At some point, the eating, growing life of the caterpillar stops.  Does she choose it?  Does it "happen" to her?  Is there some biological countdown clock that, like a timer on a bomb, once it reaches zero, causes a cataclysmic, cascading chain of events?  I am not sure anyone can even answer those questions, but what we know for sure is, the caterpillar enters darkness.  A chrysalis is formed around her and great opaque doors clang shut - closing out light and life as she knew it.

Then, the waiting begins.

It was once thought the caterpillar completely died inside the chrysalis, or that she underwent a slow, gradual metamorphasis.  If the chrysalis was cut open during the process, so the logic went, we would find a half caterpillar, half butterfly mutation.  This however, is not the case.  Those useless structures the caterpillar hid unknowingly just beneath her skin roll up and hide against the side of the dark chrysalis cave.  And then rest of the caterpillar turns to soup.

Her body, her legs, her eyes, her everything...liquefies and the caterpillar ceases to be.  She dissolves.  And now, she must wait.  She must exist as soup...though all the DNA to form a butterfly floats about in the amalgamation.

Evidently, soup needs time.  Any sense of solid form must be abandoned and forgotten.  Is the transforming creature grateful for that chrysalis?  It causes the liquefying and promises only darkness, but at least provides a container - walls so the liquid doesn't spill out into nothingness.  This torture chamber at least holds the soupy mess together.

How long the soup lasts is unknown.  Perhaps some biological, cosmic clock begins another countdown.  Something begins to be formed inside the darkness.  The wing pieces, the antennae, and long legs, once useless, join the new creature and become an integral part of her new identity.  And, the funny thing is, it seems some of the memories and experiences from her former life make it through the soup too.  Yes, the caterpillar dissolved, but small pieces of her survived and are embedded in the body and mind of this new winged creature.


And so the butterfly emerges.  She is completely different from what she was , yet still carries pieces of who she used to be inside her.

The caterpillar's story is mine too.  I spent many years happy - devouring "food" in my local church.  I ate and ate...and grew and grew, until one day, the cosmic countdown reached zero.  Through a chain of events and a deeply felt betrayal, God built me a chrysalis and shoved me in.  In that dark place, I dissolved, turned to soup and waited.  


That place was both friend and foe.  It bound me, undid me, dissolved everything I thought I was.  So many times the squeezing of the walls was too tight, but it was the only solid sense of anything I had.  That dark chrysalis, as much as I hated it, was, at times, my only sense of God.  In the darkness, I floated with no concept of any direction.  I lost all labels.  I entered a churning confusion and anger that lasted years.
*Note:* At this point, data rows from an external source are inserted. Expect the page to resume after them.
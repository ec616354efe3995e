use eframe::egui::{self, Color32, Stroke, Visuals};

const WINDOW_BG: Color32 = Color32::from_rgb(43, 43, 43);
const BASE_BG: Color32 = Color32::from_rgb(25, 25, 25);
const BUTTON_BG: Color32 = Color32::from_rgb(68, 68, 68);
const BUTTON_HOVER: Color32 = Color32::from_rgb(85, 85, 85);
const SLIDER_HANDLE: Color32 = Color32::from_rgb(136, 136, 136);
const TEXT: Color32 = Color32::from_rgb(221, 221, 221);
const ACCENT: Color32 = Color32::from_rgb(42, 130, 218);

/// Dark palette for the player window.
pub fn apply_theme(ctx: &egui::Context) {
    let mut visuals = Visuals::dark();

    visuals.window_fill = WINDOW_BG;
    visuals.panel_fill = WINDOW_BG;
    visuals.extreme_bg_color = BASE_BG;
    visuals.override_text_color = Some(TEXT);
    visuals.hyperlink_color = ACCENT;

    visuals.widgets.inactive.weak_bg_fill = BUTTON_BG;
    visuals.widgets.inactive.bg_fill = SLIDER_HANDLE;
    visuals.widgets.inactive.bg_stroke = Stroke::NONE;
    visuals.widgets.hovered.weak_bg_fill = BUTTON_HOVER;
    visuals.widgets.hovered.bg_fill = BUTTON_HOVER;
    visuals.widgets.active.weak_bg_fill = BUTTON_HOVER;

    visuals.selection.bg_fill = ACCENT;
    visuals.selection.stroke = Stroke::new(1.0, Color32::BLACK);

    ctx.set_visuals(visuals);
}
However, somewhere in the midst of the liquefied state, transformation was underway.  So minute, it could never be quantified.  The great Creator was doing what He always does - stringing amino acids into proteins into chains of DNA and creating new life out of soup.  Old memories were woven into new creation and useless structures of the past were now prominent, vital pieces of who I was to be.


At some point, the dark soup gives way to solidity and color, but it all happens in darkness.  The coming butterfly never sees the forming beauty.  All she knows is the tight dark hold of the chrysalis.

And so, I am learning to live again, transformed and new, yet carrying old memory.  I who once crawled am now called to fly.  She who endured darkness for years is invited into the light once more.  And my soul finds trepidation in it all.